Prior to the official approval, rumors of a spot Bitcoin ETF caused Bitcoin’s price to surge above $48,000. However, it quickly dipped when the rumors were debunked. Once the SEC confirmed the ETFs’ listings, Bitcoin experienced a sudden surge to nearly $49,000 only to drop to $42,300 at the time of writing.

Drawing parallels to the launch of the first gold ETF in the United States in November 2004, CCData’s Institutional Primer emphasizes the potential impact of a spot Bitcoin ETF by highlighting the effect it had on the precious metal’s price. Following the launch, gold’s price steadily climbed from approximately $375 to $442, peaking at $454 due to significant inflows.

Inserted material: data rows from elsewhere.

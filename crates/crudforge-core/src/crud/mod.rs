//! Generic CRUD-over-T capability.
//!
//! The emitted artifacts duplicate a CRUD service per entity because their
//! consumers expect that API shape. Inside the generator the same semantics
//! exist exactly once: [`CrudService`] is generic over any [`AuditedRecord`],
//! and the two optional operations — lookup-by-code and name search — are
//! extension capabilities unlocked by implementing [`CodeLookup`] and
//! [`NameSearch`]. Composition, not inheritance.
//!
//! Semantics (shared with the emitted per-entity services):
//! - `create`: nil-id sentinel allocates a fresh identifier, a supplied id is
//!   preserved; stamps the creation pair
//! - `update`: absent id is not-found; DTO fields are applied in place so
//!   entity-only fields (audit columns included) survive; stamps the
//!   modification pair
//! - `delete`: permanent removal, found/not-found boolean
//! - `soft_delete`: stamps the deletion pair and nothing else

use std::marker::PhantomData;

use uuid::Uuid;

use crate::application::ports::{Clock, RecordStore};
use crate::domain::AuditTrail;
use crate::error::ForgeResult;

// ── Record contract ───────────────────────────────────────────────────────────

/// A record type manageable by the generic capability.
///
/// `Dto` is the transfer shape; mapping in both directions lives with the
/// record so the service stays shape-agnostic.
pub trait AuditedRecord: Clone + Send + Sync {
    type Dto: Clone + Send + Sync;

    fn id(&self) -> Uuid;
    fn set_id(&mut self, id: Uuid);
    fn audit(&self) -> &AuditTrail;
    fn audit_mut(&mut self) -> &mut AuditTrail;

    /// Build a fresh record from a DTO. Audit fields start unset.
    fn from_dto(dto: &Self::Dto) -> Self;
    /// Apply DTO fields in place, preserving everything the DTO lacks.
    fn apply_dto(&mut self, dto: &Self::Dto);
    fn to_dto(&self) -> Self::Dto;
    fn dto_id(dto: &Self::Dto) -> Uuid;
}

/// Extension capability: the record carries a natural `code` key.
pub trait CodeLookup {
    fn code(&self) -> &str;
}

/// Extension capability: the record has a searchable name.
pub trait NameSearch {
    fn searchable_name(&self) -> &str;
}

// ── Service ───────────────────────────────────────────────────────────────────

/// CRUD semantics over any [`AuditedRecord`], backed by a [`RecordStore`].
pub struct CrudService<T, S, C> {
    store: S,
    clock: C,
    _record: PhantomData<T>,
}

impl<T, S, C> CrudService<T, S, C>
where
    T: AuditedRecord,
    S: RecordStore<T>,
    C: Clock,
{
    pub fn new(store: S, clock: C) -> Self {
        Self {
            store,
            clock,
            _record: PhantomData,
        }
    }

    pub fn get_by_id(&self, id: Uuid) -> ForgeResult<Option<T::Dto>> {
        Ok(self.store.get(id)?.map(|record| record.to_dto()))
    }

    pub fn get_all(&self) -> ForgeResult<Vec<T::Dto>> {
        Ok(self
            .store
            .all()?
            .iter()
            .map(AuditedRecord::to_dto)
            .collect())
    }

    pub fn create(&self, dto: &T::Dto, created_by: &str) -> ForgeResult<T::Dto> {
        let mut record = T::from_dto(dto);
        if record.id().is_nil() {
            record.set_id(Uuid::new_v4());
        }
        record.audit_mut().stamp_created(created_by, self.clock.now());
        let dto = record.to_dto();
        self.store.upsert(record)?;
        Ok(dto)
    }

    pub fn update(&self, dto: &T::Dto, modified_by: &str) -> ForgeResult<Option<T::Dto>> {
        let Some(mut existing) = self.store.get(T::dto_id(dto))? else {
            return Ok(None);
        };
        existing.apply_dto(dto);
        existing
            .audit_mut()
            .stamp_modified(modified_by, self.clock.now());
        let dto = existing.to_dto();
        self.store.upsert(existing)?;
        Ok(Some(dto))
    }

    pub fn delete(&self, id: Uuid) -> ForgeResult<bool> {
        self.store.remove(id)
    }

    pub fn soft_delete(&self, id: Uuid, deleted_by: &str) -> ForgeResult<bool> {
        let Some(mut record) = self.store.get(id)? else {
            return Ok(false);
        };
        record.audit_mut().stamp_deleted(deleted_by, self.clock.now());
        self.store.upsert(record)?;
        Ok(true)
    }
}

impl<T, S, C> CrudService<T, S, C>
where
    T: AuditedRecord + CodeLookup,
    S: RecordStore<T>,
    C: Clock,
{
    /// Lookup by the natural `code` key.
    pub fn get_by_code(&self, code: &str) -> ForgeResult<Option<T::Dto>> {
        Ok(self
            .store
            .all()?
            .into_iter()
            .find(|record| record.code() == code)
            .map(|record| record.to_dto()))
    }
}

impl<T, S, C> CrudService<T, S, C>
where
    T: AuditedRecord + NameSearch,
    S: RecordStore<T>,
    C: Clock,
{
    /// All records whose name contains `fragment`.
    pub fn get_by_name_containing(&self, fragment: &str) -> ForgeResult<Vec<T::Dto>> {
        Ok(self
            .store
            .all()?
            .iter()
            .filter(|record| record.searchable_name().contains(fragment))
            .map(AuditedRecord::to_dto)
            .collect())
    }
}

// ── Tests ─────────────────────────────────────────────────────────────────────

#[cfg(test)]
mod tests {
    use super::*;
    use chrono::{DateTime, TimeZone, Utc};
    use std::collections::BTreeMap;
    use std::sync::RwLock;

    // Sample record wired through the full capability surface.

    #[derive(Debug, Clone, PartialEq)]
    struct Widget {
        id: Uuid,
        code: String,
        name: String,
        weight: i32,
        audit: AuditTrail,
    }

    #[derive(Debug, Clone, PartialEq)]
    struct WidgetDto {
        id: Uuid,
        code: String,
        name: String,
        weight: i32,
    }

    impl AuditedRecord for Widget {
        type Dto = WidgetDto;

        fn id(&self) -> Uuid {
            self.id
        }
        fn set_id(&mut self, id: Uuid) {
            self.id = id;
        }
        fn audit(&self) -> &AuditTrail {
            &self.audit
        }
        fn audit_mut(&mut self) -> &mut AuditTrail {
            &mut self.audit
        }

        fn from_dto(dto: &WidgetDto) -> Self {
            Self {
                id: dto.id,
                code: dto.code.clone(),
                name: dto.name.clone(),
                weight: dto.weight,
                audit: AuditTrail::default(),
            }
        }

        fn apply_dto(&mut self, dto: &WidgetDto) {
            self.code = dto.code.clone();
            self.name = dto.name.clone();
            self.weight = dto.weight;
        }

        fn to_dto(&self) -> WidgetDto {
            WidgetDto {
                id: self.id,
                code: self.code.clone(),
                name: self.name.clone(),
                weight: self.weight,
            }
        }

        fn dto_id(dto: &WidgetDto) -> Uuid {
            dto.id
        }
    }

    impl CodeLookup for Widget {
        fn code(&self) -> &str {
            &self.code
        }
    }

    impl NameSearch for Widget {
        fn searchable_name(&self) -> &str {
            &self.name
        }
    }

    struct TestStore(RwLock<BTreeMap<Uuid, Widget>>);

    impl TestStore {
        fn new() -> Self {
            Self(RwLock::new(BTreeMap::new()))
        }
    }

    impl RecordStore<Widget> for TestStore {
        fn get(&self, id: Uuid) -> ForgeResult<Option<Widget>> {
            Ok(self.0.read().unwrap().get(&id).cloned())
        }
        fn all(&self) -> ForgeResult<Vec<Widget>> {
            Ok(self.0.read().unwrap().values().cloned().collect())
        }
        fn upsert(&self, record: Widget) -> ForgeResult<()> {
            self.0.write().unwrap().insert(record.id(), record);
            Ok(())
        }
        fn remove(&self, id: Uuid) -> ForgeResult<bool> {
            Ok(self.0.write().unwrap().remove(&id).is_some())
        }
    }

    struct FixedClock(DateTime<Utc>);

    impl Clock for FixedClock {
        fn now(&self) -> DateTime<Utc> {
            self.0
        }
    }

    fn at() -> DateTime<Utc> {
        Utc.with_ymd_and_hms(2025, 6, 1, 12, 0, 0).unwrap()
    }

    fn service() -> CrudService<Widget, TestStore, FixedClock> {
        CrudService::new(TestStore::new(), FixedClock(at()))
    }

    fn dto(id: Uuid, code: &str, name: &str) -> WidgetDto {
        WidgetDto {
            id,
            code: code.into(),
            name: name.into(),
            weight: 10,
        }
    }

    // ── create ────────────────────────────────────────────────────────────

    #[test]
    fn create_with_nil_sentinel_allocates_a_fresh_id() {
        let service = service();
        let created = service.create(&dto(Uuid::nil(), "W1", "bolt"), "alice").unwrap();
        assert!(!created.id.is_nil());
    }

    #[test]
    fn create_preserves_a_supplied_id() {
        let service = service();
        let id = Uuid::new_v4();
        let created = service.create(&dto(id, "W1", "bolt"), "alice").unwrap();
        assert_eq!(created.id, id);
    }

    #[test]
    fn create_stamps_the_creation_pair() {
        let service = service();
        let created = service.create(&dto(Uuid::nil(), "W1", "bolt"), "alice").unwrap();
        let stored = service.store.get(created.id).unwrap().unwrap();
        assert_eq!(stored.audit().createdby.as_deref(), Some("alice"));
        assert_eq!(stored.audit().createddate, Some(at()));
        assert!(stored.audit().modifiedby.is_none());
    }

    // ── update ────────────────────────────────────────────────────────────

    #[test]
    fn update_missing_record_is_not_found() {
        let service = service();
        let result = service.update(&dto(Uuid::new_v4(), "W1", "bolt"), "bob").unwrap();
        assert!(result.is_none());
    }

    #[test]
    fn update_preserves_audit_columns_and_stamps_modification() {
        let service = service();
        let created = service.create(&dto(Uuid::nil(), "W1", "bolt"), "alice").unwrap();

        let mut change = created.clone();
        change.name = "hex bolt".into();
        let updated = service.update(&change, "bob").unwrap().unwrap();
        assert_eq!(updated.name, "hex bolt");

        let stored = service.store.get(created.id).unwrap().unwrap();
        // Creation stamps survive the in-place DTO application.
        assert_eq!(stored.audit().createdby.as_deref(), Some("alice"));
        assert_eq!(stored.audit().modifiedby.as_deref(), Some("bob"));
    }

    // ── delete / soft delete ──────────────────────────────────────────────

    #[test]
    fn hard_delete_removes_the_record_entirely() {
        let service = service();
        let created = service.create(&dto(Uuid::nil(), "W1", "bolt"), "alice").unwrap();
        assert!(service.delete(created.id).unwrap());
        assert!(service.get_by_id(created.id).unwrap().is_none());
    }

    #[test]
    fn hard_delete_of_missing_record_reports_not_found() {
        assert!(!service().delete(Uuid::new_v4()).unwrap());
    }

    #[test]
    fn soft_delete_of_missing_record_mutates_nothing() {
        let service = service();
        let created = service.create(&dto(Uuid::nil(), "W1", "bolt"), "alice").unwrap();
        let before = service.store.get(created.id).unwrap();

        assert!(!service.soft_delete(Uuid::new_v4(), "bob").unwrap());
        assert_eq!(service.store.get(created.id).unwrap(), before);
    }

    #[test]
    fn soft_delete_stamps_deletion_and_leaves_other_fields_untouched() {
        let service = service();
        let created = service.create(&dto(Uuid::nil(), "W1", "bolt"), "alice").unwrap();

        assert!(service.soft_delete(created.id, "bob").unwrap());

        let stored = service.store.get(created.id).unwrap().unwrap();
        assert_eq!(stored.audit().deletedby.as_deref(), Some("bob"));
        assert_eq!(stored.audit().deleteddate, Some(at()));
        assert!(stored.audit().is_deleted());
        // Everything else is untouched.
        assert_eq!(stored.code, "W1");
        assert_eq!(stored.name, "bolt");
        assert_eq!(stored.audit().createdby.as_deref(), Some("alice"));
        assert!(stored.audit().modifiedby.is_none());
        // The record still exists.
        assert!(service.get_by_id(created.id).unwrap().is_some());
    }

    // ── extension capabilities ────────────────────────────────────────────

    #[test]
    fn code_lookup_finds_exact_matches_only() {
        let service = service();
        service.create(&dto(Uuid::nil(), "W1", "bolt"), "alice").unwrap();
        service.create(&dto(Uuid::nil(), "W2", "nut"), "alice").unwrap();

        assert_eq!(service.get_by_code("W2").unwrap().unwrap().name, "nut");
        assert!(service.get_by_code("W3").unwrap().is_none());
    }

    #[test]
    fn name_search_matches_substrings() {
        let service = service();
        service.create(&dto(Uuid::nil(), "W1", "hex bolt"), "alice").unwrap();
        service.create(&dto(Uuid::nil(), "W2", "hex nut"), "alice").unwrap();
        service.create(&dto(Uuid::nil(), "W3", "washer"), "alice").unwrap();

        let hits = service.get_by_name_containing("hex").unwrap();
        assert_eq!(hits.len(), 2);
        assert!(service.get_by_name_containing("screw").unwrap().is_empty());
    }

    #[test]
    fn get_all_returns_every_record() {
        let service = service();
        service.create(&dto(Uuid::nil(), "W1", "bolt"), "alice").unwrap();
        service.create(&dto(Uuid::nil(), "W2", "nut"), "alice").unwrap();
        assert_eq!(service.get_all().unwrap().len(), 2);
    }
}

However, it later retraced to $411 in early February 2005, suggesting a similar pattern may emerge for Bitcoin’s price: a surge with anticipation, a brief breakout, and now a possible healthy correction.

Nevertheless, by August 2011, the price of gold reached an all-time high when the SPDR Gold Shares (GLD) ETF became the largest ETF globally, surpassing the value of the SPDR S&P 500 Trust ETF. With Bitcoin vying against gold to become the preferred alternative asset class for storing value, the report suggests that the long-term growth potential for Bitcoin is worth contemplating.

Since the launch of its first ETF, gold’s price has skyrocketed to trade at $2,050, marking a remarkable 445% increase over the last two decades. Although Bitcoin’s performance has exceeded gold’s, its market capitalization currently stands at $830 billion compared to gold’s $13.7 trillion.